北朝鮮問題に関する限り、6億ドルという拠出金に見合うだけ、日本の安全保障に寄与しているのでしょうか?
私は「ほぼ無駄金」だと思います。
これは国連が全て悪いわけではないのです。ロシアにしろ、中国にしろ、拠出金こそ少ないですが、自国の安全保障に関して国連を巧く利用して、世界からの全面的な非難を避けていると思います。日本を省みると、拠出金だけ出させられて、実質的な恩恵は無いというのが実情です・・これは日本に明確な安保政策が無いこと、それ故に明確な外交姿勢を貫けないことなどにより、国連に利用されているだけなのです。
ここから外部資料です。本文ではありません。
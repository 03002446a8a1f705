//! Built-in action emulation for `uses:` steps
//!
//! Actions are routed by reference prefix through a table. Only a few
//! well-known actions are emulated; anything unrecognised is skipped without
//! failing the step.

use crate::backend::{BackendError, CapabilityProber, ContainerBackend, ContainerHandle, ExecCommand};
use crate::config::CONTAINER_WORKSPACE;
use async_trait::async_trait;
use indexmap::IndexMap;
use std::sync::Arc;
use thiserror::Error;
use tracing::info;

/// Action prefixes that may depend on docker buildx
pub const BUILDX_ACTIONS: &[&str] = &[
    "docker/build-push-action",
    "docker/setup-buildx-action",
    "docker/bake-action",
];

/// Error types for action execution
#[derive(Debug, Error)]
pub enum ActionError {
    #[error(transparent)]
    Backend(#[from] BackendError),

    /// A host capability the action depends on is missing
    #[error("{action} failed: {capability} not available")]
    CapabilityUnavailable { action: String, capability: String },

    #[error("`{command}` exited with code {exit_code}: {output}")]
    Failed {
        command: String,
        exit_code: i32,
        output: String,
    },
}

/// What an action did
#[derive(Debug, Clone, PartialEq, Eq)]
pub enum ActionOutcome {
    /// The action ran; `output` is what it printed
    Completed { output: String },
    /// A recognised action family this runner does not emulate
    Skipped { reason: String },
    /// Nothing matched the reference
    Unsupported,
}

impl ActionOutcome {
    pub fn output(&self) -> String {
        match self {
            ActionOutcome::Completed { output } => output.clone(),
            ActionOutcome::Skipped { reason } => format!("{}\n", reason),
            ActionOutcome::Unsupported => String::new(),
        }
    }
}

/// Collaborators available to an action
pub struct ActionContext<'a> {
    pub backend: &'a dyn ContainerBackend,
    pub prober: &'a CapabilityProber,
    pub container: &'a ContainerHandle,
}

/// One `uses:` invocation, with `with:` parameters already expanded
#[derive(Debug, Clone)]
pub struct ActionRequest<'a> {
    pub uses: &'a str,
    pub with: &'a IndexMap<String, String>,
    pub env: &'a IndexMap<String, String>,
}

impl ActionRequest<'_> {
    pub fn param(&self, name: &str) -> Option<&str> {
        self.with.get(name).map(String::as_str)
    }

    pub fn param_or<'b>(&'b self, name: &str, default: &'b str) -> &'b str {
        self.param(name).unwrap_or(default)
    }
}

/// Trait for action emulation - one handler per route
#[async_trait]
pub trait ActionHandler: Send + Sync {
    async fn run(&self, ctx: &ActionContext<'_>, request: &ActionRequest<'_>) -> Result<ActionOutcome, ActionError>;
}

/// Routes `uses:` references to handlers. First matching prefix wins.
#[derive(Clone)]
pub struct ActionDispatcher {
    routes: Vec<(String, Arc<dyn ActionHandler>)>,
}

impl Default for ActionDispatcher {
    fn default() -> Self {
        Self::with_builtins()
    }
}

impl ActionDispatcher {
    /// A dispatcher with no routes: every action is unsupported
    pub fn empty() -> Self {
        Self { routes: Vec::new() }
    }

    /// The built-in emulations
    pub fn with_builtins() -> Self {
        let mut dispatcher = Self::empty();
        dispatcher.push("actions/checkout", Arc::new(CheckoutAction));
        dispatcher.push("actions/setup-node", Arc::new(SetupNodeAction));
        dispatcher.push("actions/setup-go", Arc::new(SetupGoAction));
        dispatcher.push("actions/setup-python", Arc::new(SetupPythonAction));
        dispatcher.push("actions/setup-", Arc::new(SkippedSetupAction));
        dispatcher.push("docker/build-push-action", Arc::new(BuildPushAction));
        dispatcher.push("docker/setup-buildx-action", Arc::new(SetupBuildxAction));
        dispatcher
    }

    fn push(&mut self, prefix: &str, handler: Arc<dyn ActionHandler>) {
        self.routes.push((prefix.to_string(), handler));
    }

    /// Add a route consulted before every existing one
    pub fn register(&mut self, prefix: impl Into<String>, handler: Arc<dyn ActionHandler>) {
        self.routes.insert(0, (prefix.into(), handler));
    }

    /// The route prefix that would handle `uses`
    pub fn route_for(&self, uses: &str) -> Option<&str> {
        self.routes
            .iter()
            .find(|(prefix, _)| uses.starts_with(prefix.as_str()))
            .map(|(prefix, _)| prefix.as_str())
    }

    pub async fn dispatch(
        &self,
        ctx: &ActionContext<'_>,
        request: &ActionRequest<'_>,
    ) -> Result<ActionOutcome, ActionError> {
        if needs_buildx(request.uses) {
            ctx.prober.warn_if_needed(request.uses).await;
        }

        let handler = self
            .routes
            .iter()
            .find(|(prefix, _)| request.uses.starts_with(prefix.as_str()))
            .map(|(_, handler)| handler.clone());

        match handler {
            Some(handler) => handler.run(ctx, request).await,
            None => {
                info!("Skipping unsupported action: {}", request.uses);
                Ok(ActionOutcome::Unsupported)
            }
        }
    }
}

/// Whether `uses` refers to an action that may need buildx
pub fn needs_buildx(uses: &str) -> bool {
    BUILDX_ACTIONS.iter().any(|prefix| uses.starts_with(prefix))
}

/// Run `commands` in order with the step env, stopping at the first non-zero exit
async fn run_commands(
    ctx: &ActionContext<'_>,
    request: &ActionRequest<'_>,
    commands: Vec<ExecCommand>,
) -> Result<String, ActionError> {
    let mut output = String::new();

    for command in commands {
        let command = command.with_env(request.env.clone());
        let result = ctx.backend.exec(ctx.container, &command).await?;
        output.push_str(&result.output);
        if !result.success() {
            return Err(ActionError::Failed {
                command: command.display(),
                exit_code: result.exit_code,
                output: result.tail(5),
            });
        }
    }

    Ok(output)
}

/// Stands in for a checkout: the workspace gets a placeholder README
pub struct CheckoutAction;

#[async_trait]
impl ActionHandler for CheckoutAction {
    async fn run(&self, ctx: &ActionContext<'_>, request: &ActionRequest<'_>) -> Result<ActionOutcome, ActionError> {
        let output = run_commands(
            ctx,
            request,
            vec![
                ExecCommand::new(["mkdir", "-p", CONTAINER_WORKSPACE]),
                ExecCommand::shell(format!(
                    "echo 'Mock repository content' > {}/README.md",
                    CONTAINER_WORKSPACE
                )),
            ],
        )
        .await?;
        Ok(ActionOutcome::Completed { output })
    }
}

pub struct SetupNodeAction;

#[async_trait]
impl ActionHandler for SetupNodeAction {
    async fn run(&self, ctx: &ActionContext<'_>, request: &ActionRequest<'_>) -> Result<ActionOutcome, ActionError> {
        let version = request.param_or("node-version", "18");
        info!("Installing Node.js {}", version);

        let output = run_commands(
            ctx,
            request,
            vec![
                ExecCommand::new([
                    "curl".to_string(),
                    "-fsSL".to_string(),
                    format!("https://deb.nodesource.com/setup_{}.x", version),
                    "-o".to_string(),
                    "/tmp/nodesource_setup.sh".to_string(),
                ]),
                ExecCommand::new(["bash", "/tmp/nodesource_setup.sh"]),
                ExecCommand::new(["apt-get", "install", "-y", "nodejs"]),
            ],
        )
        .await?;
        Ok(ActionOutcome::Completed { output })
    }
}

pub struct SetupGoAction;

#[async_trait]
impl ActionHandler for SetupGoAction {
    async fn run(&self, ctx: &ActionContext<'_>, request: &ActionRequest<'_>) -> Result<ActionOutcome, ActionError> {
        let version = request.param_or("go-version", "1.21");
        info!("Installing Go {}", version);

        let output = run_commands(
            ctx,
            request,
            vec![
                ExecCommand::new([
                    "wget".to_string(),
                    "-q".to_string(),
                    format!("https://golang.org/dl/go{}.linux-amd64.tar.gz", version),
                    "-O".to_string(),
                    "/tmp/go.tar.gz".to_string(),
                ]),
                ExecCommand::new(["tar", "-C", "/usr/local", "-xzf", "/tmp/go.tar.gz"]),
                ExecCommand::shell("echo 'export PATH=$PATH:/usr/local/go/bin' >> /etc/environment"),
            ],
        )
        .await?;
        Ok(ActionOutcome::Completed { output })
    }
}

pub struct SetupPythonAction;

#[async_trait]
impl ActionHandler for SetupPythonAction {
    async fn run(&self, ctx: &ActionContext<'_>, request: &ActionRequest<'_>) -> Result<ActionOutcome, ActionError> {
        info!("Installing Python 3");

        let output = run_commands(
            ctx,
            request,
            vec![
                ExecCommand::new(["apt-get", "install", "-y", "python3", "python3-pip"]),
                ExecCommand::new(["ln", "-sf", "/usr/bin/python3", "/usr/bin/python"]),
            ],
        )
        .await?;
        Ok(ActionOutcome::Completed { output })
    }
}

/// Other `actions/setup-*` references
pub struct SkippedSetupAction;

#[async_trait]
impl ActionHandler for SkippedSetupAction {
    async fn run(&self, _ctx: &ActionContext<'_>, request: &ActionRequest<'_>) -> Result<ActionOutcome, ActionError> {
        info!("Skipping setup action: {}", request.uses);
        Ok(ActionOutcome::Skipped {
            reason: format!("Skipping setup action: {}", request.uses),
        })
    }
}

/// Records the build parameters; no image is built
pub struct BuildPushAction;

#[async_trait]
impl ActionHandler for BuildPushAction {
    async fn run(&self, _ctx: &ActionContext<'_>, request: &ActionRequest<'_>) -> Result<ActionOutcome, ActionError> {
        let mut lines = vec!["Running docker/build-push-action (simplified implementation)".to_string()];

        let params = [
            ("context", "Build context"),
            ("file", "Dockerfile"),
            ("platforms", "Platforms"),
            ("tags", "Tags"),
            ("push", "Push"),
        ];
        for (param, label) in params {
            if let Some(value) = request.param(param) {
                lines.push(format!("  {}: {}", label, value));
            }
        }

        for line in &lines {
            info!("{}", line.trim());
        }

        let mut output = lines.join("\n");
        output.push('\n');
        Ok(ActionOutcome::Completed { output })
    }
}

/// Succeeds only when the host has a usable buildx
pub struct SetupBuildxAction;

#[async_trait]
impl ActionHandler for SetupBuildxAction {
    async fn run(&self, ctx: &ActionContext<'_>, _request: &ActionRequest<'_>) -> Result<ActionOutcome, ActionError> {
        let info = ctx.prober.probe_buildx().await;

        if !info.available {
            return Err(ActionError::CapabilityUnavailable {
                action: "buildx setup".to_string(),
                capability: "buildx".to_string(),
            });
        }

        let version = info.version.as_deref().unwrap_or("unknown version");
        Ok(ActionOutcome::Completed {
            output: format!("Buildx is available and configured ({})\n", version),
        })
    }
}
では国連を巧く利用するとは何なのか?ということですが、ここはロシア・中国・アメリカを見習うべきです。自前で国防・安保能力を確保し、自衛に関しては、基本的に国連の軍事力を当てにしない。日本の行動を正当化するための場として、国連の決議を利用する。最低でもこの2点は必要だと思います。
国連は薄い意味では世界平和に寄与していると思いますし、協力していくことには吝かではありませんが、日本の安全を保障などしてくれないことを自覚し、国連に頼るなどという姿勢は捨て、国連を利用していく「したたかさ」を身につけなければならないと思います。